■ **What you are asked to do**: In the data below, locate each line with the word "STOP" and list it.

Material supplied below:

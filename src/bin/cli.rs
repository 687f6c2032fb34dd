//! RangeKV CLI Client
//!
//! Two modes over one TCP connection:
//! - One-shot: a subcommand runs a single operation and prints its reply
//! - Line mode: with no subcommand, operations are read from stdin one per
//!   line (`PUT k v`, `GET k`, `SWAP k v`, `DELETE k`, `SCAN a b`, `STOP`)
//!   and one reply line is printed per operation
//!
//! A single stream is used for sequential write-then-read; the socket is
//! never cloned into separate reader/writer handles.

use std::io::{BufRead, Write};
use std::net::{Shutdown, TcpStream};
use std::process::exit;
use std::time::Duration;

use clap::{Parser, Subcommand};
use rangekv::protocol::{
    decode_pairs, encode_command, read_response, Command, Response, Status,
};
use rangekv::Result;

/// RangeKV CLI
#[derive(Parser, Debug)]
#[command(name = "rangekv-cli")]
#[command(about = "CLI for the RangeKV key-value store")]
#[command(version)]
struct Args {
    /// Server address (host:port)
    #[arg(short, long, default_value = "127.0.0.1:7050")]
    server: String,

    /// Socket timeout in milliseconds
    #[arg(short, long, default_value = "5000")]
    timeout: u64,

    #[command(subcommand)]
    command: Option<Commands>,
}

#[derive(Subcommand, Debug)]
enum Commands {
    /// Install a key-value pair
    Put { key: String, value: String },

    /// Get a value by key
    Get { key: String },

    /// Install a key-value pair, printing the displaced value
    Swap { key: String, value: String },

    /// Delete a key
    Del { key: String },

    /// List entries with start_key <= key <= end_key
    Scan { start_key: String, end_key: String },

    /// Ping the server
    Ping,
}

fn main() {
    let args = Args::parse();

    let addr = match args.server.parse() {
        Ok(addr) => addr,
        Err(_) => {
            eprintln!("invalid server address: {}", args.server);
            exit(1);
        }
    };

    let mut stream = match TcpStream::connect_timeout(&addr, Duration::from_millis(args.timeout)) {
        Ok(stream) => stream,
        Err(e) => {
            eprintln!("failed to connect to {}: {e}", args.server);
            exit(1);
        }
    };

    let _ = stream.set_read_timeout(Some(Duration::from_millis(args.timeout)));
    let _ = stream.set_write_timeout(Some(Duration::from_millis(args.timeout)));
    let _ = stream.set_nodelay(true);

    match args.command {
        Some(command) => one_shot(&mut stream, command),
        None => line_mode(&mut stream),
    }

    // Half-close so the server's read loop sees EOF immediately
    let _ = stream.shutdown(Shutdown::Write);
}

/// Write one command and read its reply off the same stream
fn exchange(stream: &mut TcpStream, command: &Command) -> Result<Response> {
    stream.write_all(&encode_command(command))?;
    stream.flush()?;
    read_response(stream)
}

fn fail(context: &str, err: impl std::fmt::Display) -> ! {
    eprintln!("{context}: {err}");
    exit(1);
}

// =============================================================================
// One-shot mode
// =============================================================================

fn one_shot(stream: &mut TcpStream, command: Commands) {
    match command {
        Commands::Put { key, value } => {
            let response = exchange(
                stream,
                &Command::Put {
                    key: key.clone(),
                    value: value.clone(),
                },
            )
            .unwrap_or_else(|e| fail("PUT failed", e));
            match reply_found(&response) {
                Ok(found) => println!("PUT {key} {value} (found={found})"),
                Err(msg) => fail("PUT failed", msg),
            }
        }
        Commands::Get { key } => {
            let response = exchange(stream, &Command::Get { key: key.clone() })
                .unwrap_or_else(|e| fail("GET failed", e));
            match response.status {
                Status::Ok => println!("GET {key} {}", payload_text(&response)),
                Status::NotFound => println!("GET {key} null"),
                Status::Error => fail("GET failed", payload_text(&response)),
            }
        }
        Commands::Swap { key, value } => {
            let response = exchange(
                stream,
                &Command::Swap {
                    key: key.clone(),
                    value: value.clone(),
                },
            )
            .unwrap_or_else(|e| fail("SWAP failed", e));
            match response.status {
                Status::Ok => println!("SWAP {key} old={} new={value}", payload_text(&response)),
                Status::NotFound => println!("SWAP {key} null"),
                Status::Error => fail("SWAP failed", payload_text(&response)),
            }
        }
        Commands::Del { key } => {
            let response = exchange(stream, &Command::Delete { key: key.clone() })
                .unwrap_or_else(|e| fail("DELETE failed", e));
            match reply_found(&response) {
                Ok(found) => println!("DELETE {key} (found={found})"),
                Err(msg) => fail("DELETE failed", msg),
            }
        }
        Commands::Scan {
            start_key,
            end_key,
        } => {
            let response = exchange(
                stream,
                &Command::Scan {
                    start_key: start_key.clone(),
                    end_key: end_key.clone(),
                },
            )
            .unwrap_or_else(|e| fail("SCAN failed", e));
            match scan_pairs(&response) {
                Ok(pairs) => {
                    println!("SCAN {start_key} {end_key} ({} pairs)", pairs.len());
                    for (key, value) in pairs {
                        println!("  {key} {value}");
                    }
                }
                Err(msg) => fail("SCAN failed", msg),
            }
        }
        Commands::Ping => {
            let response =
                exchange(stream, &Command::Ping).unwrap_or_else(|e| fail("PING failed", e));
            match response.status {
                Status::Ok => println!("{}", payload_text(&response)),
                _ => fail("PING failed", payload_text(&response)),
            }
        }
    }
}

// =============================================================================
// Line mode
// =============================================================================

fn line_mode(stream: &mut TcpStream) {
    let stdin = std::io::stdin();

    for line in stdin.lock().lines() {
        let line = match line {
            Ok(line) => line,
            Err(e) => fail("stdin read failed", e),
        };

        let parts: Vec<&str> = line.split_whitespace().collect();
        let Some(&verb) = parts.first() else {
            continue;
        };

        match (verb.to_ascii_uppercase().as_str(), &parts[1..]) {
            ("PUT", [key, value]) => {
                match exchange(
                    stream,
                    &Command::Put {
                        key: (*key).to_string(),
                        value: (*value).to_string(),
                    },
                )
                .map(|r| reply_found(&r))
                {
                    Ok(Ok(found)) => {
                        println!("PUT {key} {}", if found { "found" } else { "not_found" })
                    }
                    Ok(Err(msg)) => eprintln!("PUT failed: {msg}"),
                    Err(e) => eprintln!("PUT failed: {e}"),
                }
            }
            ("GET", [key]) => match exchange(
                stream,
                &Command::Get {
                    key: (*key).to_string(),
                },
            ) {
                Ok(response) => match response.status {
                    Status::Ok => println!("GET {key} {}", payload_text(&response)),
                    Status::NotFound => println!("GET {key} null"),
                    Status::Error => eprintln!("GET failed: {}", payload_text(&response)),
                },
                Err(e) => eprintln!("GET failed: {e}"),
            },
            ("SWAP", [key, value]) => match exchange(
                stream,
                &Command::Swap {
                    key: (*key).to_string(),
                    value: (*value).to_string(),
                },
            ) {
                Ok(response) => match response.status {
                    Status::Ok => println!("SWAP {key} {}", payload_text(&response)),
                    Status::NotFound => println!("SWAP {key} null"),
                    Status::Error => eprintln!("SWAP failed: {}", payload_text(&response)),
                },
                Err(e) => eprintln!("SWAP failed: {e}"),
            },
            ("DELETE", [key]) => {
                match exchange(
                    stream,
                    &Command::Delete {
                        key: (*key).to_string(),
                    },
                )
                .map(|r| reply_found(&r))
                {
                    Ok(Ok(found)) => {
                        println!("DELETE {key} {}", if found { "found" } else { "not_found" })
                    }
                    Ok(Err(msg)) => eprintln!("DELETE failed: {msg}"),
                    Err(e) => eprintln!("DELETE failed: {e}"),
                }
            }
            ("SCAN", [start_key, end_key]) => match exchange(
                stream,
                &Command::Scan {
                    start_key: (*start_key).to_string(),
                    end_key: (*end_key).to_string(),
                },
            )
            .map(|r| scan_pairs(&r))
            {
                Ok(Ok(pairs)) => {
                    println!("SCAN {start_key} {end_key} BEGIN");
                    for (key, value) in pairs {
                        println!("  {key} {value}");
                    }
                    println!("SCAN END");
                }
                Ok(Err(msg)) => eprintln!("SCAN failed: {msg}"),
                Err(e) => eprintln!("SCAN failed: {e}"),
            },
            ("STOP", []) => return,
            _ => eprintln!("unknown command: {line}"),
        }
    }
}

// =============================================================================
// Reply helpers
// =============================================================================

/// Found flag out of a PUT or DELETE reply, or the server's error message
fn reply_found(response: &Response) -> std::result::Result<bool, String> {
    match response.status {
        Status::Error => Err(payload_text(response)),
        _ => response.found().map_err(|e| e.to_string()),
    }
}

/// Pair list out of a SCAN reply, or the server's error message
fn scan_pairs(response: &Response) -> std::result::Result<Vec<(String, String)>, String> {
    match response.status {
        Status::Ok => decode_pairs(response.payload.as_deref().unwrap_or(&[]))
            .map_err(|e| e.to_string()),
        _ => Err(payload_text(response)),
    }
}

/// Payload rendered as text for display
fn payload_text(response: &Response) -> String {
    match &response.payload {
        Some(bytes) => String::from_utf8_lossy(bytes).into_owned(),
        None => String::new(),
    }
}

End of Material supplied.

■ **Reply to the task**:
//!   line (`PUT k v`, `GET k`, `SWAP k v`, `DELETE k`, `SCAN a b`, `STOP`)
            ("STOP", []) => return,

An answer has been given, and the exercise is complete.